‘And Grandad?’
‘Oh yes, he carried on his work. I didn’t know what he was up to a lot of the time; it was too highly classified. He stayed on at Arisaig, but he’d come through to Edinburgh whenever he could and we’d meet up for tea dances at the North British Hotel. When I introduced him to my parents, of course they thought he was just marvellous too. We courted. We had fun. Life went on, despite the war. In some ways it was more concentrated, more intensely lived because of the risks and the threats that were always there in the background. I loved him very much. And not just because he’d saved my life. I loved him for the handsome, brave, funny man he was.’ She pats my hand. ‘And a jolly good thing it was too. Your mother and Robbie wouldn’t be here otherwise, nor you, nor Finn. A very good thing all round.’

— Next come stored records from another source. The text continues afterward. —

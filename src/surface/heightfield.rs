//! Deformable heightfield surface
//!
//! Owns the heightmap and the published mesh/collision snapshots. Every edit
//! runs mutate-then-rebuild to completion before returning, so readers only
//! ever see one consistent mesh state per finished deform. `deform` takes
//! `&mut self`, which already rules out two callers carving at once; wrap the
//! surface in a lock if several threads need to edit it.

use std::sync::Arc;
use crate::math::Vec3;
use super::collision::CollisionMesh;
use super::config::{ConfigError, DeformerConfig};
use super::heightmap::Heightmap;
use super::mesh::SurfaceMesh;

/// Outcome of a single deform call
#[derive(Debug, Clone, Copy, PartialEq, Eq, Default)]
pub struct DeformStats {
    /// Heightmap cells lowered by this call
    pub cells_affected: usize,
}

/// A square grid surface that can be dug into
#[derive(Debug, Clone)]
pub struct HeightfieldSurface {
    config: DeformerConfig,
    heightmap: Heightmap,
    mesh: Arc<SurfaceMesh>,
    collision: Arc<CollisionMesh>,
    revision: u64,
}

impl HeightfieldSurface {
    /// Allocate a flat heightmap and publish the initial mesh.
    /// Fails if the configuration is invalid.
    pub fn new(config: DeformerConfig) -> Result<Self, ConfigError> {
        config.validate()?;

        let heightmap = Heightmap::new(config.grid_size);
        let mesh = SurfaceMesh::generate(&heightmap, &config);
        let collision = CollisionMesh::from_surface(&mesh);

        log::info!(
            "heightfield surface: {}x{} cells, cell size {}, {} vertices",
            config.grid_size,
            config.grid_size,
            config.cell_size,
            mesh.vertex_count()
        );

        Ok(Self {
            config,
            heightmap,
            mesh: Arc::new(mesh),
            collision: Arc::new(collision),
            revision: 0,
        })
    }

    pub fn config(&self) -> &DeformerConfig {
        &self.config
    }

    /// World-space edge length of the surface
    pub fn extent(&self) -> f32 {
        self.config.extent()
    }

    /// Current render mesh. Holding the `Arc` keeps this exact state alive
    /// even after later edits.
    pub fn mesh(&self) -> &Arc<SurfaceMesh> {
        &self.mesh
    }

    /// Current collision shape, replaced wholesale on every rebuild
    pub fn collision(&self) -> &Arc<CollisionMesh> {
        &self.collision
    }

    /// Number of rebuilds since construction
    pub fn revision(&self) -> u64 {
        self.revision
    }

    /// Height of vertex `(x, z)` (0 on the outer frame)
    pub fn vertex_height(&self, x: usize, z: usize) -> f32 {
        self.heightmap.vertex_height(x, z)
    }

    /// Carve at `local_point` with the configured radius and depth
    pub fn deform(&mut self, local_point: Vec3) -> DeformStats {
        self.deform_with(
            local_point,
            self.config.deformation_radius,
            self.config.deformation_depth,
        )
    }

    /// Carve at `local_point` with an explicit radius and depth.
    ///
    /// `local_point` is in the surface's own frame; the caller handles the
    /// world-to-local transform. Points off the grid are not an error, they
    /// just change nothing. A radius that is not positive and finite, or a
    /// non-finite depth, is refused the same way with a warning. The mesh is
    /// rebuilt either way.
    pub fn deform_with(&mut self, local_point: Vec3, radius: f32, depth: f32) -> DeformStats {
        let cells_affected = if valid_brush(radius, depth) {
            self.heightmap.carve(local_point, self.config.cell_size, radius, depth)
        } else {
            log::warn!("deform refused: radius {} depth {}", radius, depth);
            0
        };

        log::debug!(
            "deform at ({:.2}, {:.2}, {:.2}) r={} depth={}: {} cell(s)",
            local_point.x,
            local_point.y,
            local_point.z,
            radius,
            depth,
            cells_affected
        );

        self.rebuild();
        DeformStats { cells_affected }
    }

    /// Regenerate the full mesh and swap in new render and collision snapshots
    pub fn rebuild(&mut self) {
        let mesh = SurfaceMesh::generate(&self.heightmap, &self.config);
        let collision = CollisionMesh::from_surface(&mesh);

        self.mesh = Arc::new(mesh);
        self.collision = Arc::new(collision);
        self.revision += 1;

        log::debug!("surface rebuilt (revision {})", self.revision);
    }

    /// Flatten the surface back to its initial state
    pub fn reset(&mut self) {
        self.heightmap.clear();
        self.rebuild();
    }
}

/// Radius must be positive and finite, depth finite (negative raises terrain)
fn valid_brush(radius: f32, depth: f32) -> bool {
    radius.is_finite() && radius > 0.0 && depth.is_finite()
}

#[cfg(test)]
mod tests {
    use super::*;

    fn scenario() -> HeightfieldSurface {
        HeightfieldSurface::new(DeformerConfig::new(4, 1.0, 1.5, 0.5)).unwrap()
    }

    fn vertex_y(surface: &HeightfieldSurface, x: usize, z: usize) -> f32 {
        let n = surface.config().grid_size + 1;
        surface.mesh().vertices[z * n + x].y
    }

    #[test]
    fn test_rejects_invalid_config() {
        assert!(HeightfieldSurface::new(DeformerConfig::new(0, 1.0, 1.0, 0.3)).is_err());
        assert!(HeightfieldSurface::new(DeformerConfig::new(4, 0.0, 1.0, 0.3)).is_err());
        assert!(HeightfieldSurface::new(DeformerConfig::new(4, 1.0, -1.0, 0.3)).is_err());
    }

    #[test]
    fn test_flat_state() {
        let surface = HeightfieldSurface::new(DeformerConfig::default()).unwrap();
        let mesh = surface.mesh();
        assert!(mesh.vertices.iter().all(|v| v.y == 0.0));
        for n in &mesh.normals {
            assert!((n.y - 1.0).abs() < 1e-6 && n.x.abs() < 1e-6 && n.z.abs() < 1e-6);
        }
        assert_eq!(surface.revision(), 0);
    }

    #[test]
    fn test_concrete_scenario() {
        let mut surface = scenario();
        let stats = surface.deform(Vec3::new(2.0, 0.0, 2.0));

        assert!((surface.vertex_height(2, 2) + 0.5).abs() < 1e-6);
        assert_eq!(surface.vertex_height(0, 2), 0.0);
        let expected = -0.5 * (1.0 - 1.0 / 1.5);
        assert!((surface.vertex_height(1, 2) - expected).abs() < 1e-6);
        assert!((expected + 0.1667).abs() < 1e-4);

        // Published mesh agrees with the heightmap
        assert!((vertex_y(&surface, 2, 2) + 0.5).abs() < 1e-6);
        assert!((vertex_y(&surface, 1, 2) - expected).abs() < 1e-6);

        // (2,2), four neighbours at 1.0 and four diagonals at ~1.414
        assert_eq!(stats.cells_affected, 9);
    }

    #[test]
    fn test_cells_beyond_radius_untouched() {
        let mut surface = scenario();
        surface.deform(Vec3::new(2.0, 0.0, 2.0));
        for x in 0..=4usize {
            for z in 0..=4usize {
                let dx = x as f32 - 2.0;
                let dz = z as f32 - 2.0;
                if (dx * dx + dz * dz).sqrt() >= 1.5 {
                    assert_eq!(surface.vertex_height(x, z), 0.0, "cell ({}, {})", x, z);
                }
            }
        }
    }

    #[test]
    fn test_cumulative_carving() {
        let config = DeformerConfig::new(6, 1.0, 1.0, 0.3);
        let mut surface = HeightfieldSurface::new(config).unwrap();
        surface.deform(Vec3::new(3.0, 0.0, 3.0));
        surface.deform(Vec3::new(3.0, 0.0, 3.0));
        assert!((surface.vertex_height(3, 3) + 0.6).abs() < 1e-6);

        // No floor: keeps going
        for _ in 0..10 {
            surface.deform(Vec3::new(3.0, 0.0, 3.0));
        }
        assert!((surface.vertex_height(3, 3) + 3.6).abs() < 1e-4);
    }

    #[test]
    fn test_explicit_radius_and_depth() {
        let mut surface = scenario();
        surface.deform_with(Vec3::new(2.0, 0.0, 2.0), 3.0, 1.0);
        assert!((surface.vertex_height(2, 2) + 1.0).abs() < 1e-6);
        assert!((surface.vertex_height(0, 2) + (1.0 - 2.0 / 3.0)).abs() < 1e-6);
    }

    #[test]
    fn test_boundary_clamp() {
        let mut surface = scenario();
        surface.deform(Vec3::new(0.0, 0.0, 0.0));
        assert!((surface.vertex_height(0, 0) + 0.5).abs() < 1e-6);

        surface.deform(Vec3::new(4.0, 0.0, 4.0));
        assert_eq!(vertex_y(&surface, 4, 4), 0.0);
        assert_eq!(vertex_y(&surface, 4, 3), 0.0);
        assert!(surface.vertex_height(3, 3) < 0.0);
    }

    #[test]
    fn test_off_grid_still_rebuilds() {
        let mut surface = scenario();
        let before = Arc::clone(surface.mesh());
        let stats = surface.deform(Vec3::new(-20.0, 0.0, -20.0));

        assert_eq!(stats.cells_affected, 0);
        assert_eq!(surface.revision(), 1);
        assert!(!Arc::ptr_eq(&before, surface.mesh()));
        assert_eq!(*before, **surface.mesh());
    }

    #[test]
    fn test_idempotent_rebuild() {
        let mut surface = scenario();
        surface.deform(Vec3::new(1.7, 0.0, 2.2));
        let first = Arc::clone(surface.mesh());
        surface.rebuild();
        let second = surface.mesh();

        assert_eq!(first.vertices, second.vertices);
        assert_eq!(first.uvs, second.uvs);
        assert_eq!(first.triangles, second.triangles);
        assert_eq!(first.normals, second.normals);
        assert_eq!(first.tangents, second.tangents);
    }

    #[test]
    fn test_deterministic_across_instances() {
        let mut a = scenario();
        let mut b = scenario();
        for p in [Vec3::new(1.2, 0.0, 0.8), Vec3::new(2.5, 3.0, 2.5)] {
            a.deform(p);
            b.deform(p);
        }
        assert_eq!(**a.mesh(), **b.mesh());
    }

    #[test]
    fn test_snapshots_replaced_wholesale() {
        let mut surface = scenario();
        let old_mesh = Arc::clone(surface.mesh());
        let old_collision = Arc::clone(surface.collision());

        surface.deform(Vec3::new(2.0, 0.0, 2.0));

        assert!(!Arc::ptr_eq(&old_mesh, surface.mesh()));
        assert!(!Arc::ptr_eq(&old_collision, surface.collision()));
        // The old snapshot is untouched
        assert!(old_mesh.vertices.iter().all(|v| v.y == 0.0));
        // New collision geometry matches the new mesh
        assert_eq!(surface.collision().vertices(), surface.mesh().vertices.as_slice());
    }

    #[test]
    fn test_tangents_stay_valid_after_deform() {
        let mut surface = scenario();
        surface.deform(Vec3::new(2.0, 0.0, 2.0));
        surface.deform(Vec3::new(1.0, 0.0, 2.5));
        let mesh = surface.mesh();
        for (t, n) in mesh.tangents.iter().zip(mesh.normals.iter()) {
            assert!((t.xyz().len() - 1.0).abs() < 1e-4);
            assert!(t.xyz().dot(*n).abs() < 1e-4);
            assert!(t.w == 1.0 || t.w == -1.0);
        }
    }

    #[test]
    fn test_bad_brush_leaves_heightmap_intact() {
        let mut surface = scenario();
        let p = Vec3::new(2.0, 0.0, 2.0);
        let bad = [
            (1.5, f32::NAN),
            (1.5, f32::INFINITY),
            (f32::NAN, 0.5),
            (f32::INFINITY, 0.5),
            (0.0, 0.5),
            (-1.5, 0.5),
        ];
        for (radius, depth) in bad {
            let stats = surface.deform_with(p, radius, depth);
            assert_eq!(stats.cells_affected, 0, "r={} depth={}", radius, depth);
        }
        assert_eq!(surface.revision(), bad.len() as u64);
        assert!(surface.mesh().vertices.iter().all(|v| v.y == 0.0));

        // A valid dig afterwards still carves normally
        surface.deform(p);
        assert!((surface.vertex_height(2, 2) + 0.5).abs() < 1e-6);
        let mesh = surface.mesh();
        assert!(mesh.normals.iter().all(|n| n.x.is_finite() && n.y.is_finite() && n.z.is_finite()));
        assert!(mesh.tangents.iter().all(|t| t.x.is_finite() && t.y.is_finite() && t.z.is_finite()));
    }

    #[test]
    fn test_fractional_cell_size() {
        let mut surface = HeightfieldSurface::new(DeformerConfig::new(40, 0.25, 1.0, 0.3)).unwrap();
        let stats = surface.deform(Vec3::new(5.0, 0.0, 5.0));

        // Grid-unit window: gx = 20, cells 19..=21 on each axis
        assert_eq!(stats.cells_affected, 9);
        assert!((surface.vertex_height(20, 20) + 0.3).abs() < 1e-6);
        // Cell 21 sits 0.25 world units away: (1 - 0.25) * 0.3
        assert!((surface.vertex_height(21, 20) + 0.225).abs() < 1e-5);
        assert!((surface.vertex_height(19, 20) + 0.225).abs() < 1e-5);
        // 0.5 world units away, inside the falloff disc but outside the window
        assert_eq!(surface.vertex_height(22, 20), 0.0);
        assert_eq!(surface.vertex_height(20, 18), 0.0);

        // Vertex positions are in world units
        let n = 41;
        let v = surface.mesh().vertices[20 * n + 21];
        assert!((v.x - 5.25).abs() < 1e-6);
        assert!((v.z - 5.0).abs() < 1e-6);
        assert!((v.y + 0.225).abs() < 1e-5);
    }

    #[test]
    fn test_reset() {
        let mut surface = scenario();
        surface.deform(Vec3::new(2.0, 0.0, 2.0));
        surface.reset();
        assert!(surface.mesh().vertices.iter().all(|v| v.y == 0.0));
        assert_eq!(surface.revision(), 2);
    }
}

I open the pages of the photo album on my lap, to their wedding photo. Ella turns to stroke the leaves of the lilies in the vase beside her. ‘I had these in my bouquet on that day too, see? Oh, how the scent takes me back . . .’
1945, Edinburgh
Angus and Ella were married in the church that her family had always attended, at Holy Corner, on a bright Saturday morning in late May, just a couple of weeks after VE Day. It still felt as if the whole country were celebrating, as if their wedding were part of the joy that continued to resonate around the world at Nazi Germany’s unconditional surrender. They emerged from the church into a cloud of confetti thrown by friends and family, which settled like wind-blown petals on the folds of Ella’s lace dress and veil.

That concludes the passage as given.